Uma pesquisa inédita da Secretaria Nacional de Trânsito (Senatran) aponta que motocicletas, motonetas e ciclomotores estão ganhando cada vez mais espaço na mobilidade urbana e rural do Brasil, representando uma solução ágil e eficiente tanto para o transporte de pessoas quanto de mercadorias. Segundo o levantamento, esses veículos já correspondem a cerca de 28% da frota nacional, com uma tendência de crescimento constante.
A preferência por motos e similares é impulsionada por fatores econômicos e práticos. Além de serem mais acessíveis em termos de custo inicial e manutenção, esses veículos oferecem economia de combustível e, especialmente em áreas urbanas congestionadas, permitem deslocamentos mais rápidos em comparação aos automóveis.
No Brasil, para conduzir esses veículos, é necessário possuir a Carteira Nacional de Habilitação (CNH) na categoria A, ou em combinações como AB, AC, AD ou AE. Quem pretende pilotar ciclomotores também pode obter a Autorização para Conduzir Ciclomotores (ACC).
Crescimento da frota
A pesquisa, que utilizou dados do Registro Nacional de Veículos Automotores (Renavam) e outras bases de informações, mostrou que os veículos de passeio ainda predominam no Brasil, representando mais de 60% da frota total. No entanto, o número de motocicletas, motonetas e ciclomotores tem crescido a uma taxa média de 0,36% ao ano nos últimos quatro anos. Se mantida essa tendência, a previsão é que, nos próximos seis anos, esses veículos representem 30% da frota nacional.

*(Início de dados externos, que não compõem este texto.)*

#![allow(dead_code)]

use std::fs;
use std::path::{Path, PathBuf};

use kiosk::catalog::{Catalog, CatalogEntry, Scanner, Thumbnail};
use kiosk::fs::RealFileSystem;
use kiosk::present::assets::FsAssetLoader;
use kiosk::types::{InstallState, RunKind};
use std::sync::Arc;
use tempfile::TempDir;

/// Builder for `CatalogEntry` to simplify test setup.
pub struct CatalogEntryBuilder {
    entry: CatalogEntry,
}

impl CatalogEntryBuilder {
    pub fn new(id: &str) -> Self {
        let dir = PathBuf::from("/games").join(id);
        Self {
            entry: CatalogEntry {
                id: id.to_string(),
                display_name: id.to_string(),
                launch_target: dir.join(RunKind::Script.target_file()),
                dir,
                thumbnail: Thumbnail::None,
                run_kind: RunKind::Script,
                requires_isolated_env: false,
                requested_runtime_version: None,
                manifest: None,
                install_state: InstallState::NotRequired,
            },
        }
    }

    pub fn name(mut self, name: &str) -> Self {
        self.entry.display_name = name.to_string();
        self
    }

    pub fn in_dir(mut self, dir: impl Into<PathBuf>) -> Self {
        let dir = dir.into();
        self.entry.launch_target = dir.join(self.entry.run_kind.target_file());
        if self.entry.manifest.is_some() {
            self.entry.manifest = Some(dir.join("requirements.txt"));
        }
        self.entry.dir = dir;
        self
    }

    pub fn binary(mut self) -> Self {
        self.entry.run_kind = RunKind::Binary;
        self.entry.launch_target = self.entry.dir.join(RunKind::Binary.target_file());
        self
    }

    /// Isolated with a manifest, not yet installed.
    pub fn isolated(mut self) -> Self {
        self.entry.requires_isolated_env = true;
        self.entry.manifest = Some(self.entry.dir.join("requirements.txt"));
        self.entry.install_state = InstallState::NotInstalled;
        self
    }

    pub fn state(mut self, state: InstallState) -> Self {
        self.entry.install_state = state;
        self
    }

    pub fn runtime_version(mut self, version: &str) -> Self {
        self.entry.requested_runtime_version = Some(version.to_string());
        self
    }

    pub fn build(self) -> CatalogEntry {
        self.entry
    }
}

/// A catalog root in a temporary directory.
pub struct TempCatalog {
    _dir: TempDir,
    root: PathBuf,
}

impl TempCatalog {
    pub fn new() -> Self {
        let dir = tempfile::tempdir().expect("Failed to create temp dir");
        let root = fs::canonicalize(dir.path()).expect("Failed to resolve temp dir");
        Self { _dir: dir, root }
    }

    /// A catalog under the working directory, addressed by a relative path.
    pub fn relative() -> Self {
        let dir = tempfile::Builder::new()
            .prefix(".kiosk-catalog-")
            .tempdir_in(".")
            .expect("Failed to create temp dir");
        let name = dir.path().file_name().expect("temp dir has a name");
        let root = PathBuf::from(name);
        Self { _dir: dir, root }
    }

    pub fn root(&self) -> &Path {
        &self.root
    }

    pub fn entry_dir(&self, id: &str) -> PathBuf {
        self.root().join(id)
    }

    /// Write `<root>/<id>/<file>`, creating directories as needed.
    pub fn write(&self, id: &str, file: &str, contents: &str) -> PathBuf {
        let path = self.entry_dir(id).join(file);
        if let Some(parent) = path.parent() {
            fs::create_dir_all(parent).expect("Failed to create entry dir");
        }
        fs::write(&path, contents).expect("Failed to write entry file");
        path
    }

    pub fn add_script(&self, id: &str, body: &str) -> PathBuf {
        self.write(id, RunKind::Script.target_file(), body)
    }

    /// `main.bin` as an executable shell script.
    #[cfg(unix)]
    pub fn add_binary(&self, id: &str, shell_body: &str) -> PathBuf {
        let path = self.write(id, RunKind::Binary.target_file(), "");
        write_executable(&path, shell_body);
        path
    }

    pub fn scan(&self) -> Catalog {
        let fs = Arc::new(RealFileSystem);
        let assets = FsAssetLoader::new(fs.clone(), self.root().join("assets"));
        Scanner::new(fs.as_ref(), &assets)
            .scan(self.root())
            .expect("Failed to scan temp catalog")
    }
}

impl Default for TempCatalog {
    fn default() -> Self {
        Self::new()
    }
}

/// Write a `#!/bin/sh` script and mark it executable.
#[cfg(unix)]
pub fn write_executable(path: &Path, shell_body: &str) {
    use std::os::unix::fs::PermissionsExt;

    if let Some(parent) = path.parent() {
        fs::create_dir_all(parent).expect("Failed to create script dir");
    }
    fs::write(path, format!("#!/bin/sh\n{shell_body}\n")).expect("Failed to write script");
    let mut perms = fs::metadata(path).expect("Failed to stat script").permissions();
    perms.set_mode(0o755);
    fs::set_permissions(path, perms).expect("Failed to chmod script");
}
// src/runtime/probe.rs

//! Candidate validation: run an interpreter and ask it for its version.

use std::ffi::OsStr;
use std::future::Future;
use std::path::Path;
use std::pin::Pin;
use std::process::Stdio;
use std::time::Duration;

use tokio::process::Command;
use tracing::debug;

/// Snippet passed via `-c`; prints `major.minor`.
pub const VERSION_SNIPPET: &str =
    "import sys;print(f'{sys.version_info.major}.{sys.version_info.minor}')";

/// Asks a candidate executable for its self-reported version.
///
/// Any failure (missing binary, non-zero exit, timeout, garbage output) is
/// reported as `None`; the resolver then moves on to the next candidate.
pub trait RuntimeProbe: Send + Sync {
    fn report_version<'a>(
        &'a self,
        exe: &'a Path,
    ) -> Pin<Box<dyn Future<Output = Option<String>> + Send + 'a>>;
}

/// Production probe that invokes the candidate as a child process.
#[derive(Debug, Clone)]
pub struct CommandProbe {
    timeout: Duration,
}

impl CommandProbe {
    pub fn new(timeout: Duration) -> Self {
        Self { timeout }
    }
}

impl RuntimeProbe for CommandProbe {
    fn report_version<'a>(
        &'a self,
        exe: &'a Path,
    ) -> Pin<Box<dyn Future<Output = Option<String>> + Send + 'a>> {
        Box::pin(async move {
            if !exe.is_file() {
                return None;
            }
            let out = capture_stdout(exe, ["-c", VERSION_SNIPPET], self.timeout).await?;
            let reported = out.trim().to_string();
            if looks_like_version(&reported) {
                Some(reported)
            } else {
                debug!(exe = ?exe, output = %reported, "unparsable version output");
                None
            }
        })
    }
}

fn looks_like_version(s: &str) -> bool {
    let mut parts = s.split('.');
    let (Some(major), Some(minor), None) = (parts.next(), parts.next(), parts.next()) else {
        return false;
    };
    !major.is_empty()
        && !minor.is_empty()
        && major.chars().all(|c| c.is_ascii_digit())
        && minor.chars().all(|c| c.is_ascii_digit())
}

/// Run `program args...` and return its trimmed stdout if it exits
/// successfully within `timeout` with something to say.
pub async fn capture_stdout<I, S>(
    program: impl AsRef<OsStr>,
    args: I,
    timeout: Duration,
) -> Option<String>
where
    I: IntoIterator<Item = S>,
    S: AsRef<OsStr>,
{
    let program = program.as_ref();
    match run_to_completion(program, args, timeout).await {
        Ok(stdout) if stdout.is_empty() => None,
        Ok(stdout) => Some(stdout),
        Err(reason) => {
            debug!(program = ?program, %reason, "probe failed");
            None
        }
    }
}

/// Run `program args...` to completion and return its trimmed stdout.
///
/// `Err` describes why the run did not succeed: spawn failure, timeout
/// (the child is killed), or a non-zero exit.
pub async fn run_to_completion<I, S>(
    program: impl AsRef<OsStr>,
    args: I,
    timeout: Duration,
) -> std::result::Result<String, String>
where
    I: IntoIterator<Item = S>,
    S: AsRef<OsStr>,
{
    let mut cmd = Command::new(program.as_ref());
    cmd.args(args)
        .stdin(Stdio::null())
        .stdout(Stdio::piped())
        .stderr(Stdio::null())
        .kill_on_drop(true);

    let output = match tokio::time::timeout(timeout, cmd.output()).await {
        Ok(Ok(output)) => output,
        Ok(Err(err)) => return Err(format!("failed to run: {err}")),
        Err(_) => return Err(format!("timed out after {timeout:?}")),
    };
    if !output.status.success() {
        return Err(format!("exited with {}", output.status));
    }
    Ok(String::from_utf8_lossy(&output.stdout).trim().to_string())
}

#[cfg(test)]
mod tests {
    use super::*;

    #[test]
    fn version_shape() {
        assert!(looks_like_version("3.11"));
        assert!(!looks_like_version("3.11.2"));
        assert!(!looks_like_version("Python 3.11"));
        assert!(!looks_like_version("3."));
    }

    #[tokio::test]
    async fn missing_binary_reports_nothing() {
        let probe = CommandProbe::new(Duration::from_secs(1));
        let reported = probe
            .report_version(Path::new("/definitely/not/here/python3"))
            .await;
        assert_eq!(reported, None);
    }

    #[cfg(unix)]
    #[tokio::test]
    async fn run_reports_why_it_failed() {
        let quiet = run_to_completion("sh", ["-c", "true"], Duration::from_secs(5)).await;
        assert_eq!(quiet, Ok(String::new()));

        let failed = run_to_completion("sh", ["-c", "exit 4"], Duration::from_secs(5)).await;
        let reason = failed.unwrap_err();
        assert!(reason.contains("exit"), "reason: {reason}");

        let slow = run_to_completion("sh", ["-c", "sleep 5"], Duration::from_millis(50)).await;
        assert!(slow.unwrap_err().starts_with("timed out"));
    }
}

Atualmente, o estado de São Paulo lidera o ranking com a maior frota de motocicletas e similares, somando 7 milhões de veículos, seguido por Minas Gerais, com 3,5 milhões, e Paraná, com 1,4 milhão. No Acre, o total de motocicletas e ciclomotores chega a 200 mil.

Estados com maior proporção de motos
Estados do Norte e Nordeste, como Maranhão (59,7%), Piauí (55,1%) e Pará (54,5%), lideram o ranking proporcional de motos em relação ao total de veículos. O Acre também se destaca, com 53,1% da frota composta por motocicletas, motonetas e ciclomotores, seguido por Rondônia (51,2%). Esses estados têm a moto como principal meio de transporte, impulsionados por questões econômicas, geográficas e culturais.

A pesquisa revela que, mesmo com números absolutos menores, estados como o Acre e Piauí têm uma maior preferência pelo uso de motocicletas, o que evidencia a importância desses veículos para a mobilidade local, sobretudo em áreas mais afastadas e com menor infraestrutura viária.